It was an unlikely hit — a comedy-drama about four African American female friends dealing with issues of romance, careers and fulfillment.
But when “Waiting to Exhale” opened two decades ago this holiday season, the movie not only became a breakout success but also touched a cultural nerve with an underserved audience.
“‘Waiting to Exhale’ was important 20 years ago because it gave black women a voice and brought attention to their ideas on love and marriage,” actress Loretta Devine said in an email interview. Devine played Gloria, a beautician, in the film. “Now, like then, women want the world to know what women want.”
Beloved by audiences who made it into a true word-of-mouth success — not to mention the subject of countless water-cooler discussions — “Waiting to Exhale” demonstrated how potent a force women could be at the box office. It led to a new generation of movies that explored similar themes with ethnic casts, such as “How Stella Got Her Groove Back” and “The Best Man.”
Based on Terry McMillan’s bestselling 1992 novel — it had sold 3 million copies by the time the movie was released — the movie starred the late Whitney Huston as Savannah, a young woman with a married boyfriend who moves from Denver to Phoenix to take on a job and reunite with her three closest friends.
With a screenplay by McMillan and Ronald Bass, “Waiting to Exhale” also starred Angela Bassett as Bernardine, a married mother of two whose husband is leaving her for his white girlfriend. Lela Rochon played Robin, who has a head for business but is clueless when it comes to finding the right man, and Devine, who has a teenage son (Donald Faison) and has caught the fancy of her new neighbor (the late Gregory Hines).
Though the book and movie were centered on the lives of African Americans, the audience for both transcended ethnic boundaries.
“I had a lot of white women who said, ‘Sweetie, you helped me get through my divorce,”’ noted McMillan. “Back in those days I got fan mail. There was no email, so my publisher would send me boxes of letters.”
Rochon noted women of every color and ethnicity have discussed the movie with her. Even before production began, she recalled, “Loretta Devine and I were walking through the airport somewhere in the Midwest, and all of these women came up to us. There was a group of Hispanic women who said, ‘I loved the book. You go, girl. I can’t wait to see the movie.’”
Bassett, who had won acclaim two years earlier for playing Tina Turner in “What’s Love Got to Do With It,” showed her range as Bernardine, a passionate, spirited woman dealing with a complex life.
“It showed women that in spite of fractured relationships, joy, peace, love and kinship are always a possibility,” said Bassett in an email interview. “It broke perception, preconception and history.”
“Waiting to Exhale” earned $81.5 million internationally. Part of its success was not only the cast and screenplay but actor Forest Whitaker, who made his feature directorial debut with the film.
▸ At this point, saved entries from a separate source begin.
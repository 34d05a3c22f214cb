//! Pipeline-level value objects: execution time limit, fail-fast,
//! auto-cancel, global job config, and the after-pipeline task.
//!
//! Each one reads itself out of the parsed structure, answers `is_defined`,
//! and serializes back to exactly the keys it owns; the pipeline omits the
//! whole section when a value object is undefined.

use gantry_doc::mapping;
use serde_yaml::{Mapping, Value};

use crate::job::Job;

/// Unit of an execution time limit. `hours` and `minutes` are mutually
/// exclusive in the document; the enum makes any other unit unrepresentable.
#[derive(Debug, Clone, Copy, PartialEq, Eq)]
pub enum TimeUnit {
    Hours,
    Minutes,
}

impl TimeUnit {
    fn key(&self) -> &'static str {
        match self {
            TimeUnit::Hours => "hours",
            TimeUnit::Minutes => "minutes",
        }
    }
}

#[derive(Debug, Clone)]
pub struct ExecutionTimeLimit {
    value: Option<i64>,
    unit: TimeUnit,
}

impl ExecutionTimeLimit {
    pub fn from_structure(structure: Option<&Value>) -> Self {
        let map = structure.and_then(Value::as_mapping);

        if let Some(hours) = map.and_then(|m| mapping::get(m, "hours")).and_then(Value::as_i64) {
            return ExecutionTimeLimit { value: Some(hours), unit: TimeUnit::Hours };
        }
        if let Some(minutes) = map.and_then(|m| mapping::get(m, "minutes")).and_then(Value::as_i64)
        {
            return ExecutionTimeLimit { value: Some(minutes), unit: TimeUnit::Minutes };
        }
        ExecutionTimeLimit { value: None, unit: TimeUnit::Hours }
    }

    pub fn is_defined(&self) -> bool {
        self.value.is_some()
    }

    pub fn value(&self) -> Option<i64> {
        self.value
    }

    pub fn unit(&self) -> TimeUnit {
        self.unit
    }

    pub fn set(&mut self, value: i64, unit: TimeUnit) {
        self.value = Some(value);
        self.unit = unit;
    }

    pub fn clear(&mut self) {
        self.value = None;
    }

    pub fn to_json(&self) -> Value {
        let mut m = Mapping::new();
        if let Some(value) = self.value {
            mapping::set(&mut m, self.unit.key(), Value::from(value));
        }
        Value::Mapping(m)
    }
}

/// `fail_fast`: stop or cancel the rest of the pipeline when a block fails.
#[derive(Debug, Clone, Default)]
pub struct FailFast {
    pub stop_when: String,
    pub cancel_when: String,
}

impl FailFast {
    pub fn from_structure(structure: Option<&Value>) -> Self {
        let map = structure.and_then(Value::as_mapping);
        FailFast {
            stop_when: when_at(map, "stop"),
            cancel_when: when_at(map, "cancel"),
        }
    }

    pub fn is_defined(&self) -> bool {
        !self.stop_when.is_empty() || !self.cancel_when.is_empty()
    }

    pub fn to_json(&self) -> Value {
        let mut m = Mapping::new();
        set_when(&mut m, "stop", &self.stop_when);
        set_when(&mut m, "cancel", &self.cancel_when);
        Value::Mapping(m)
    }
}

/// `auto_cancel`: cancel queued or running pipelines superseded by a newer one.
#[derive(Debug, Clone, Default)]
pub struct AutoCancel {
    pub running_when: String,
    pub queued_when: String,
}

impl AutoCancel {
    pub fn from_structure(structure: Option<&Value>) -> Self {
        let map = structure.and_then(Value::as_mapping);
        AutoCancel {
            running_when: when_at(map, "running"),
            queued_when: when_at(map, "queued"),
        }
    }

    pub fn is_defined(&self) -> bool {
        !self.running_when.is_empty() || !self.queued_when.is_empty()
    }

    pub fn to_json(&self) -> Value {
        let mut m = Mapping::new();
        set_when(&mut m, "running", &self.running_when);
        set_when(&mut m, "queued", &self.queued_when);
        Value::Mapping(m)
    }
}

fn when_at(map: Option<&Mapping>, section: &str) -> String {
    map.and_then(|m| mapping::str_at(m, &[section, "when"]))
        .unwrap_or_default()
        .to_string()
}

fn set_when(map: &mut Mapping, section: &str, condition: &str) {
    if condition.is_empty() {
        return;
    }
    let mut inner = Mapping::new();
    mapping::set(&mut inner, "when", Value::String(condition.to_string()));
    mapping::set(map, section, Value::Mapping(inner));
}

/// `global_job_config`: prologue/epilogue command lists shared by all blocks.
#[derive(Debug, Clone, Default)]
pub struct GlobalJobConfig {
    pub prologue: Vec<String>,
    pub epilogue_always: Vec<String>,
    pub epilogue_on_pass: Vec<String>,
    pub epilogue_on_fail: Vec<String>,
}

impl GlobalJobConfig {
    pub fn from_structure(structure: Option<&Value>) -> Self {
        let map = structure.and_then(Value::as_mapping);
        let commands = |path: &[&str]| {
            map.map(|m| mapping::strings_at(m, path)).unwrap_or_default()
        };

        GlobalJobConfig {
            prologue: commands(&["prologue", "commands"]),
            epilogue_always: commands(&["epilogue", "always", "commands"]),
            epilogue_on_pass: commands(&["epilogue", "on_pass", "commands"]),
            epilogue_on_fail: commands(&["epilogue", "on_fail", "commands"]),
        }
    }

    pub fn is_defined(&self) -> bool {
        !self.prologue.is_empty()
            || !self.epilogue_always.is_empty()
            || !self.epilogue_on_pass.is_empty()
            || !self.epilogue_on_fail.is_empty()
    }

    pub fn to_json(&self) -> Value {
        let mut m = Mapping::new();

        if !self.prologue.is_empty() {
            let mut prologue = Mapping::new();
            mapping::set(&mut prologue, "commands", mapping::string_sequence(&self.prologue));
            mapping::set(&mut m, "prologue", Value::Mapping(prologue));
        }

        let mut epilogue = Mapping::new();
        for (key, commands) in [
            ("always", &self.epilogue_always),
            ("on_pass", &self.epilogue_on_pass),
            ("on_fail", &self.epilogue_on_fail),
        ] {
            if !commands.is_empty() {
                let mut section = Mapping::new();
                mapping::set(&mut section, "commands", mapping::string_sequence(commands));
                mapping::set(&mut epilogue, key, Value::Mapping(section));
            }
        }
        if !epilogue.is_empty() {
            mapping::set(&mut m, "epilogue", Value::Mapping(epilogue));
        }

        Value::Mapping(m)
    }
}

/// `after_pipeline`: jobs that run once every block has finished.
#[derive(Debug, Clone, Default)]
pub struct AfterPipeline {
    pub jobs: Vec<Job>,
}

impl AfterPipeline {
    pub fn from_structure(structure: Option<&Value>) -> Self {
        let jobs = structure
            .and_then(Value::as_mapping)
            .and_then(|m| mapping::get_path(m, &["task", "jobs"]))
            .and_then(Value::as_sequence)
            .map(|seq| {
                seq.iter()
                    .enumerate()
                    .map(|(i, v)| {
                        Job::from_structure(i, v.as_mapping().cloned().unwrap_or_default())
                    })
                    .collect()
            })
            .unwrap_or_default();

        AfterPipeline { jobs }
    }

    pub fn is_defined(&self) -> bool {
        !self.jobs.is_empty()
    }

    pub fn to_json(&self) -> Value {
        let mut task = Mapping::new();
        mapping::set(
            &mut task,
            "jobs",
            Value::Sequence(self.jobs.iter().map(Job::to_json).collect()),
        );
        let mut m = Mapping::new();
        mapping::set(&mut m, "task", Value::Mapping(task));
        Value::Mapping(m)
    }
}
“Everybody brought a different kind of magnetism and energy and beauty and class to the story,” said McMillan. " I think Forest helped bring all of that. It was beautiful to watch.”
The four actresses immediately bonded on the set and remained friends.
“We all really liked each other in real life,” Rochon said. “There is some sort of quality we have that connected us.”
“We had bowling parties, sometimes visiting each other’s set on your day off,” noted Devine. “The set was a wonderful place to be. It was a fun shoot, and we had a great time working and living in Arizona. We worked for almost two months on the movie. It changed our lives for the better and stepped up our careers.”
A month before the film was released, the soundtrack of “Waiting to Exhale” was released featuring 17 songs composed by Kenneth “Babyface” Edmonds performed by female R&B artists such as Houston, Cece Winans, Mary J. Blige and Aretha Franklin.
The soundtrack topped the billboard charts for five weeks and the R&B charts for seven weeks. The disc was nominated for 11 Grammys with “Exhale” (Shoop Shoop),” which was sung by Houston, winning the Grammy for best R&B song.
Edmonds just didn’t compose the songs; he also wrote the lush score for “Waiting to Exhale.”
“Forest came to me,” recalled Edmonds. “I was familiar with the book. I didn’t know he was doing the movie. He talked to me about doing the music. I thought I would write a couple of songs and he said, ‘I don’t want you just to write the songs. I want you to score the film.’ I said I never have scored a film. He said, ‘You can do it. I’ll work with you.’”
Twenty years after its release, “Waiting to Exhale” has taken on a bittersweet quality because of the untimely deaths of Houston in 2012 at the age of 48 and Hines in 2003 at the age of 57.
“I had the best leading man ever,” said Devine of Hines. “Gregory had a dozen roses waiting in my room for me on my first day of work. I must have bragged about it until my face hurt. I love Whitney so much. She was down to earth, easy to laugh and always singing. We worked together on three projects. It was devastating losing them both.”
Bassett, who directed “Whitney,” the 2015 Lifetime biopic on the movie, noted, “Whitney and Gregory were both magnificent, talented and gracious creatures. He, utterly charming, and she, a force of joy.”